*** DATASET RECORDS ***

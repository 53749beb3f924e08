use chrono::{Datelike, Local, NaiveDate, Timelike};

use crate::calendar::validate::ValidationErrors;
use crate::calendar::{
    CalendarEvent, EVENT_CATEGORIES, EVENT_COLORS, EventDraft, EventStore, grid, index,
};
use crate::ui::theme::Theme;

#[derive(Debug, Clone, Copy, PartialEq, Eq)]
pub enum Mode {
    Normal,
    Insert,
    Confirm,
}

#[derive(Debug, Clone, Copy, PartialEq, Eq)]
pub enum ViewType {
    Month,
    Week,
}

pub struct AppState {
    pub mode: Mode,
    pub view: ViewType,
    pub current_date: NaiveDate,
    pub selected_date: Option<NaiveDate>,
    pub store: EventStore,
    pub theme: Theme,
    pub event_form: Option<EventForm>,
    pub selected_event_index: usize,
    pub pending_delete: Option<String>,
    pub status: Option<String>,
}

impl AppState {
    pub fn new(store: EventStore) -> Self {
        Self {
            mode: Mode::Normal,
            view: ViewType::Month,
            current_date: Local::now().date_naive(),
            selected_date: None,
            store,
            theme: Theme::default(),
            event_form: None,
            selected_event_index: 0,
            pending_delete: None,
            status: None,
        }
    }

    pub fn with_theme(mut self, theme: Theme) -> Self {
        self.theme = theme;
        self
    }

    pub fn with_view(mut self, view: ViewType) -> Self {
        self.view = view;
        self
    }

    /// The date the user is acting on: the selection when there is one,
    /// otherwise the anchor.
    pub fn cursor_date(&self) -> NaiveDate {
        self.selected_date.unwrap_or(self.current_date)
    }

    pub fn next_period(&mut self) {
        self.current_date = match self.view {
            ViewType::Month => grid::next_month(self.current_date),
            ViewType::Week => grid::next_week(self.current_date),
        };
    }

    pub fn previous_period(&mut self) {
        self.current_date = match self.view {
            ViewType::Month => grid::previous_month(self.current_date),
            ViewType::Week => grid::previous_week(self.current_date),
        };
    }

    pub fn go_to_today(&mut self) {
        let today = Local::now().date_naive();
        self.current_date = today;
        self.select_date(Some(today));
    }

    pub fn go_to_date(&mut self, date: NaiveDate) {
        self.current_date = date;
    }

    pub fn set_view(&mut self, view: ViewType) {
        self.view = view;
    }

    pub fn select_date(&mut self, date: Option<NaiveDate>) {
        self.selected_date = date;
        self.reset_event_selection();
    }

    /// Moves the selection by whole days; the anchor follows so the view
    /// always shows the cursor.
    pub fn move_cursor_days(&mut self, days: i64) {
        let cursor = self.cursor_date();
        let moved = if days >= 0 {
            cursor.checked_add_days(chrono::Days::new(days as u64))
        } else {
            cursor.checked_sub_days(chrono::Days::new(days.unsigned_abs()))
        };

        if let Some(date) = moved {
            self.current_date = date;
            self.select_date(Some(date));
        }
    }

    pub fn set_month(&mut self, month: u32) {
        if let Some(date) = NaiveDate::from_ymd_opt(self.current_date.year(), month, 1) {
            self.current_date = date;
        }
    }

    pub fn set_year(&mut self, year: i32) {
        if let Some(date) = NaiveDate::from_ymd_opt(year, self.current_date.month(), 1) {
            self.current_date = date;
        }
    }

    /// The day's events in display order.
    pub fn events_for_date(&self, date: NaiveDate) -> Vec<&CalendarEvent> {
        let found = index::events_on_date(self.store.events(), date);
        index::sort_by_start_time(&found)
    }

    pub fn selected_event(&self) -> Option<&CalendarEvent> {
        let events = self.events_for_date(self.cursor_date());
        events.get(self.selected_event_index).copied()
    }

    pub fn move_event_selection_down(&mut self) {
        let event_count = self.events_for_date(self.cursor_date()).len();
        if event_count > 0 && self.selected_event_index < event_count - 1 {
            self.selected_event_index += 1;
        }
    }

    pub fn move_event_selection_up(&mut self) {
        if self.selected_event_index > 0 {
            self.selected_event_index -= 1;
        }
    }

    pub fn reset_event_selection(&mut self) {
        self.selected_event_index = 0;
    }
}

#[derive(Debug, Clone, Copy, PartialEq, Eq)]
pub enum FormField {
    Title,
    StartTime,
    EndTime,
    Description,
    Color,
    Category,
}

/// The modal create/edit form. Time fields are free-text buffers normalized
/// on field exit and on save; validation errors land on `errors` and are
/// shown inline without closing the form.
#[derive(Debug, Clone)]
pub struct EventForm {
    pub title: String,
    pub date: NaiveDate,
    pub start_input: String,
    pub end_input: String,
    pub description: String,
    pub color_index: usize,
    pub category_index: usize,
    pub active_field: FormField,
    pub event_id: Option<String>,
    pub errors: ValidationErrors,
}

impl EventForm {
    pub fn new(date: NaiveDate) -> Self {
        Self::starting_at(date, Local::now().hour())
    }

    pub fn starting_at(date: NaiveDate, hour: u32) -> Self {
        let start_hour = hour.min(23);
        let end_hour = (start_hour + 1).min(23);

        Self {
            title: String::new(),
            date,
            start_input: format!("{:02}:00", start_hour),
            end_input: format!("{:02}:00", end_hour),
            description: String::new(),
            color_index: 0,
            category_index: 0,
            active_field: FormField::Title,
            event_id: None,
            errors: ValidationErrors::default(),
        }
    }

    pub fn for_event(event: &CalendarEvent) -> Self {
        let color_index = event
            .color
            .as_deref()
            .and_then(|token| EVENT_COLORS.iter().position(|(_, value)| *value == token))
            .unwrap_or(0);
        let category_index = event
            .category
            .as_deref()
            .and_then(|label| EVENT_CATEGORIES.iter().position(|c| *c == label))
            .map(|index| index + 1)
            .unwrap_or(0);

        Self {
            title: event.title.clone(),
            date: event.start.date(),
            start_input: event.start.format("%H:%M").to_string(),
            end_input: event.end.format("%H:%M").to_string(),
            description: event.description.clone().unwrap_or_default(),
            color_index,
            category_index,
            active_field: FormField::Title,
            event_id: Some(event.id.clone()),
            errors: ValidationErrors::default(),
        }
    }

    pub fn is_editing(&self) -> bool {
        self.event_id.is_some()
    }

    pub fn next_field(&mut self) {
        self.active_field = match self.active_field {
            FormField::Title => FormField::StartTime,
            FormField::StartTime => FormField::EndTime,
            FormField::EndTime => FormField::Description,
            FormField::Description => FormField::Color,
            FormField::Color => FormField::Category,
            FormField::Category => FormField::Title,
        };
    }

    pub fn prev_field(&mut self) {
        self.active_field = match self.active_field {
            FormField::Title => FormField::Category,
            FormField::StartTime => FormField::Title,
            FormField::EndTime => FormField::StartTime,
            FormField::Description => FormField::EndTime,
            FormField::Color => FormField::Description,
            FormField::Category => FormField::Color,
        };
    }

    pub fn cycle_color(&mut self, delta: isize) {
        self.color_index = cycle(self.color_index, EVENT_COLORS.len(), delta);
    }

    /// Index 0 means no category; the suggested labels follow.
    pub fn cycle_category(&mut self, delta: isize) {
        self.category_index = cycle(self.category_index, EVENT_CATEGORIES.len() + 1, delta);
    }

    pub fn normalize_time_buffers(&mut self) {
        if let Some((hour, minute)) = parse_time_input(&self.start_input) {
            self.start_input = format!("{:02}:{:02}", hour, minute);
        }
        if let Some((hour, minute)) = parse_time_input(&self.end_input) {
            self.end_input = format!("{:02}:{:02}", hour, minute);
        }
    }

    pub fn to_draft(&self) -> EventDraft {
        let start = parse_time_input(&self.start_input)
            .and_then(|(hour, minute)| self.date.and_hms_opt(hour, minute, 0));
        let end = parse_time_input(&self.end_input)
            .and_then(|(hour, minute)| self.date.and_hms_opt(hour, minute, 0));

        EventDraft {
            title: Some(self.title.clone()),
            description: (!self.description.is_empty()).then(|| self.description.clone()),
            start,
            end,
            color: Some(EVENT_COLORS[self.color_index].1.to_string()),
            category: (self.category_index > 0)
                .then(|| EVENT_CATEGORIES[self.category_index - 1].to_string()),
        }
    }
}

fn cycle(index: usize, len: usize, delta: isize) -> usize {
    let len = len as isize;
    let next = (index as isize + delta).rem_euclid(len);
    next as usize
}

/// Accepts "HH:MM", "HHMM", or a bare hour; clamps to a valid wall time.
pub fn parse_time_input(input: &str) -> Option<(u32, u32)> {
    let digits = input.replace(':', "");
    if digits.is_empty() || digits.len() > 4 {
        return None;
    }

    let number: u32 = digits.parse().ok()?;
    let (hour, minute) = if digits.len() >= 3 {
        (number / 100, number % 100)
    } else {
        (number, 0)
    };

    Some((hour.min(23), minute.min(59)))
}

*** End of DATASET RECORDS ***

**DIRECTIONS FOR THIS TASK:** For the data shown above, give the number of lines where the word "minute" appears, and nothing else.

**RESULT FOR THIS EXERCISE:** 8